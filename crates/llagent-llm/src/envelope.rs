//! Fallback tool-call extraction from raw model text.
//!
//! Some chat templates emit tool calls as text envelopes instead of the
//! structured `tool_calls` field. Two forms are recovered here:
//!
//! ```text
//! <tool_call><function=name><parameter=key>value</parameter></function></tool_call>
//! <function=name><parameter=key>value</parameter></function>
//! ```
//!
//! Parameter values are trimmed of trailing CR/LF. Values that parse as JSON
//! scalars or containers keep their type; everything else becomes a string.

use std::sync::OnceLock;

use regex::Regex;
use serde_json::{Map, Value};

use crate::backend::CompletionToolCall;

fn function_re() -> &'static Regex {
    static RE: OnceLock<Regex> = OnceLock::new();
    RE.get_or_init(|| {
        Regex::new(r"(?s)<function=([A-Za-z0-9_.\-]+)>(.*?)</function>")
            .expect("function envelope regex")
    })
}

fn parameter_re() -> &'static Regex {
    static RE: OnceLock<Regex> = OnceLock::new();
    RE.get_or_init(|| {
        Regex::new(r"(?s)<parameter=([A-Za-z0-9_.\-]+)>(.*?)</parameter>")
            .expect("parameter envelope regex")
    })
}

fn wrapper_re() -> &'static Regex {
    static RE: OnceLock<Regex> = OnceLock::new();
    RE.get_or_init(|| Regex::new(r"</?tool_call>").expect("tool_call wrapper regex"))
}

/// Interpret one parameter value: typed when it parses as JSON, string
/// otherwise.
fn parameter_value(raw: &str) -> Value {
    let trimmed = raw.trim_end_matches(['\r', '\n']);
    match serde_json::from_str::<Value>(trimmed) {
        Ok(v @ (Value::Bool(_) | Value::Number(_) | Value::Object(_) | Value::Array(_))) => v,
        _ => Value::String(trimmed.to_owned()),
    }
}

/// Extract tool calls from text envelopes.
///
/// Returns the content with envelopes removed plus the extracted calls in
/// order of appearance. Ids are left empty; the loop fabricates them.
#[must_use]
pub fn parse_tool_call_envelopes(content: &str) -> (String, Vec<CompletionToolCall>) {
    let mut calls = Vec::new();

    for caps in function_re().captures_iter(content) {
        let name = caps[1].to_owned();
        let body = &caps[2];

        let mut args = Map::new();
        for param in parameter_re().captures_iter(body) {
            let _ = args.insert(param[1].to_owned(), parameter_value(&param[2]));
        }

        calls.push(CompletionToolCall {
            id: String::new(),
            name,
            arguments: Value::Object(args).to_string(),
        });
    }

    if calls.is_empty() {
        return (content.to_owned(), calls);
    }

    let without_functions = function_re().replace_all(content, "");
    let cleaned = wrapper_re()
        .replace_all(&without_functions, "")
        .trim()
        .to_owned();

    (cleaned, calls)
}

// ─────────────────────────────────────────────────────────────────────────────
// Tests
// ─────────────────────────────────────────────────────────────────────────────

#[cfg(test)]
mod tests {
    use super::*;
    use serde_json::json;

    fn args_of(call: &CompletionToolCall) -> Value {
        serde_json::from_str(&call.arguments).unwrap()
    }

    #[test]
    fn wrapped_envelope_parses() {
        let text = "<tool_call><function=read><parameter=file_path>src/main.rs</parameter></function></tool_call>";
        let (content, calls) = parse_tool_call_envelopes(text);
        assert!(content.is_empty());
        assert_eq!(calls.len(), 1);
        assert_eq!(calls[0].name, "read");
        assert_eq!(args_of(&calls[0]), json!({"file_path": "src/main.rs"}));
    }

    #[test]
    fn bare_envelope_parses() {
        let text = "<function=bash><parameter=command>ls -la</parameter></function>";
        let (_, calls) = parse_tool_call_envelopes(text);
        assert_eq!(calls.len(), 1);
        assert_eq!(calls[0].name, "bash");
        assert_eq!(args_of(&calls[0]), json!({"command": "ls -la"}));
    }

    #[test]
    fn multiple_parameters_collected() {
        let text = "<function=edit><parameter=file_path>a.txt</parameter><parameter=old_string>foo</parameter><parameter=new_string>bar</parameter></function>";
        let (_, calls) = parse_tool_call_envelopes(text);
        assert_eq!(
            args_of(&calls[0]),
            json!({"file_path": "a.txt", "old_string": "foo", "new_string": "bar"})
        );
    }

    #[test]
    fn trailing_newlines_trimmed_from_values() {
        let text = "<function=bash><parameter=command>echo hi\n</parameter></function>";
        let (_, calls) = parse_tool_call_envelopes(text);
        assert_eq!(args_of(&calls[0]), json!({"command": "echo hi"}));
    }

    #[test]
    fn numeric_and_boolean_values_keep_types() {
        let text = "<function=read><parameter=file_path>a</parameter><parameter=offset>10</parameter><parameter=limit>5</parameter></function>\
                    <function=edit><parameter=replace_all>true</parameter></function>";
        let (_, calls) = parse_tool_call_envelopes(text);
        assert_eq!(args_of(&calls[0])["offset"], json!(10));
        assert_eq!(args_of(&calls[1])["replace_all"], json!(true));
    }

    #[test]
    fn surrounding_text_preserved() {
        let text = "Let me check.\n<tool_call><function=glob><parameter=pattern>*.rs</parameter></function></tool_call>";
        let (content, calls) = parse_tool_call_envelopes(text);
        assert_eq!(content, "Let me check.");
        assert_eq!(calls[0].name, "glob");
    }

    #[test]
    fn plain_text_passes_through() {
        let (content, calls) = parse_tool_call_envelopes("just an answer");
        assert_eq!(content, "just an answer");
        assert!(calls.is_empty());
    }

    #[test]
    fn multiple_calls_keep_order() {
        let text = "<function=glob><parameter=pattern>*.md</parameter></function>\
                    <function=read><parameter=file_path>README.md</parameter></function>";
        let (_, calls) = parse_tool_call_envelopes(text);
        assert_eq!(calls.len(), 2);
        assert_eq!(calls[0].name, "glob");
        assert_eq!(calls[1].name, "read");
    }

    #[test]
    fn ids_are_left_empty() {
        let text = "<function=bash><parameter=command>pwd</parameter></function>";
        let (_, calls) = parse_tool_call_envelopes(text);
        assert!(calls[0].id.is_empty());
    }

    #[test]
    fn multiline_string_value_preserved() {
        let text = "<function=write><parameter=file_path>a.txt</parameter><parameter=content>line one\nline two</parameter></function>";
        let (_, calls) = parse_tool_call_envelopes(text);
        assert_eq!(args_of(&calls[0])["content"], json!("line one\nline two"));
    }
}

■ **EXERCISE OBJECTIVE**: Complete, exact output of the records is expected.

■ **OUTPUT FOR THIS EXERCISE**:
filename crates/llagent-llm/src/envelope.rs
//! Fallback tool-call extraction from raw model text.
//!
//! Some chat templates emit tool calls as text envelopes instead of the
//! structured `tool_calls` field. Two forms are recovered here:
//!
//! ```text
//! <tool_call><function=name><parameter=key>value</parameter></function></tool_call>
//! <function=name><parameter=key>value</parameter></function>
//! ```
//!
//! Parameter values are trimmed of trailing CR/LF. Values that parse as JSON
//! scalars or containers keep their type; everything else becomes a string.

use std::sync::OnceLock;

use regex::Regex;
use serde_json::{Map, Value};

use crate::backend::CompletionToolCall;

fn function_re() -> &'static Regex {
    static RE: OnceLock<Regex> = OnceLock::new();
    RE.get_or_init(|| {
        Regex::new(r"(?s)<function=([A-Za-z0-9_.\-]+)>(.*?)</function>")
            .expect("function envelope regex")
    })
}

fn parameter_re() -> &'static Regex {
    static RE: OnceLock<Regex> = OnceLock::new();
    RE.get_or_init(|| {
        Regex::new(r"(?s)<parameter=([A-Za-z0-9_.\-]+)>(.*?)</parameter>")
            .expect("parameter envelope regex")
    })
}

fn wrapper_re() -> &'static Regex {
    static RE: OnceLock<Regex> = OnceLock::new();
    RE.get_or_init(|| Regex::new(r"</?tool_call>").expect("tool_call wrapper regex"))
}

/// Interpret one parameter value: typed when it parses as JSON, string
/// otherwise.
fn parameter_value(raw: &str) -> Value {
    let trimmed = raw.trim_end_matches(['\r', '\n']);
    match serde_json::from_str::<Value>(trimmed) {
        Ok(v @ (Value::Bool(_) | Value::Number(_) | Value::Object(_) | Value::Array(_))) => v,
        _ => Value::String(trimmed.to_owned()),
    }
}

/// Extract tool calls from text envelopes.
///
/// Returns the content with envelopes removed plus the extracted calls in
/// order of appearance. Ids are left empty; the loop fabricates them.
#[must_use]
pub fn parse_tool_call_envelopes(content: &str) -> (String, Vec<CompletionToolCall>) {
    let mut calls = Vec::new();

    for caps in function_re().captures_iter(content) {
        let name = caps[1].to_owned();
        let body = &caps[2];

        let mut args = Map::new();
        for param in parameter_re().captures_iter(body) {
            let _ = args.insert(param[1].to_owned(), parameter_value(&param[2]));
        }

        calls.push(CompletionToolCall {
            id: String::new(),
            name,
            arguments: Value::Object(args).to_string(),
        });
    }

    if calls.is_empty() {
        return (content.to_owned(), calls);
    }

    let without_functions = function_re().replace_all(content, "");
    let cleaned = wrapper_re()
        .replace_all(&without_functions, "")
        .trim()
        .to_owned();

    (cleaned, calls)
}

// ─────────────────────────────────────────────────────────────────────────────
// Tests
// ─────────────────────────────────────────────────────────────────────────────

#[cfg(test)]
mod tests {
    use super::*;
    use serde_json::json;

    fn args_of(call: &CompletionToolCall) -> Value {
        serde_json::from_str(&call.arguments).unwrap()
    }

    #[test]
    fn wrapped_envelope_parses() {
        let text = "<tool_call><function=read><parameter=file_path>src/main.rs</parameter></function></tool_call>";
        let (content, calls) = parse_tool_call_envelopes(text);
        assert!(content.is_empty());
        assert_eq!(calls.len(), 1);
        assert_eq!(calls[0].name, "read");
        assert_eq!(args_of(&calls[0]), json!({"file_path": "src/main.rs"}));
    }

    #[test]
    fn bare_envelope_parses() {
        let text = "<function=bash><parameter=command>ls -la</parameter></function>";
        let (_, calls) = parse_tool_call_envelopes(text);
        assert_eq!(calls.len(), 1);
        assert_eq!(calls[0].name, "bash");
        assert_eq!(args_of(&calls[0]), json!({"command": "ls -la"}));
    }

    #[test]
    fn multiple_parameters_collected() {
        let text = "<function=edit><parameter=file_path>a.txt</parameter><parameter=old_string>foo</parameter><parameter=new_string>bar</parameter></function>";
        let (_, calls) = parse_tool_call_envelopes(text);
        assert_eq!(
            args_of(&calls[0]),
            json!({"file_path": "a.txt", "old_string": "foo", "new_string": "bar"})
        );
    }

    #[test]
    fn trailing_newlines_trimmed_from_values() {
        let text = "<function=bash><parameter=command>echo hi\n</parameter></function>";
        let (_, calls) = parse_tool_call_envelopes(text);
        assert_eq!(args_of(&calls[0]), json!({"command": "echo hi"}));
    }

    #[test]
    fn numeric_and_boolean_values_keep_types() {
        let text = "<function=read><parameter=file_path>a</parameter><parameter=offset>10</parameter><parameter=limit>5</parameter></function>\
                    <function=edit><parameter=replace_all>true</parameter></function>";
        let (_, calls) = parse_tool_call_envelopes(text);
        assert_eq!(args_of(&calls[0])["offset"], json!(10));
        assert_eq!(args_of(&calls[1])["replace_all"], json!(true));
    }

    #[test]
    fn surrounding_text_preserved() {
        let text = "Let me check.\n<tool_call><function=glob><parameter=pattern>*.rs</parameter></function></tool_call>";
        let (content, calls) = parse_tool_call_envelopes(text);
        assert_eq!(content, "Let me check.");
        assert_eq!(calls[0].name, "glob");
    }

    #[test]
    fn plain_text_passes_through() {
        let (content, calls) = parse_tool_call_envelopes("just an answer");
        assert_eq!(content, "just an answer");
        assert!(calls.is_empty());
    }

    #[test]
    fn multiple_calls_keep_order() {
        let text = "<function=glob><parameter=pattern>*.md</parameter></function>\
                    <function=read><parameter=file_path>README.md</parameter></function>";
        let (_, calls) = parse_tool_call_envelopes(text);
        assert_eq!(calls.len(), 2);
        assert_eq!(calls[0].name, "glob");
        assert_eq!(calls[1].name, "read");
    }

    #[test]
    fn ids_are_left_empty() {
        let text = "<function=bash><parameter=command>pwd</parameter></function>";
        let (_, calls) = parse_tool_call_envelopes(text);
        assert!(calls[0].id.is_empty());
    }

    #[test]
    fn multiline_string_value_preserved() {
        let text = "<function=write><parameter=file_path>a.txt</parameter><parameter=content>line one\nline two</parameter></function>";
        let (_, calls) = parse_tool_call_envelopes(text);
        assert_eq!(args_of(&calls[0])["content"], json!("line one\nline two"));
    }
}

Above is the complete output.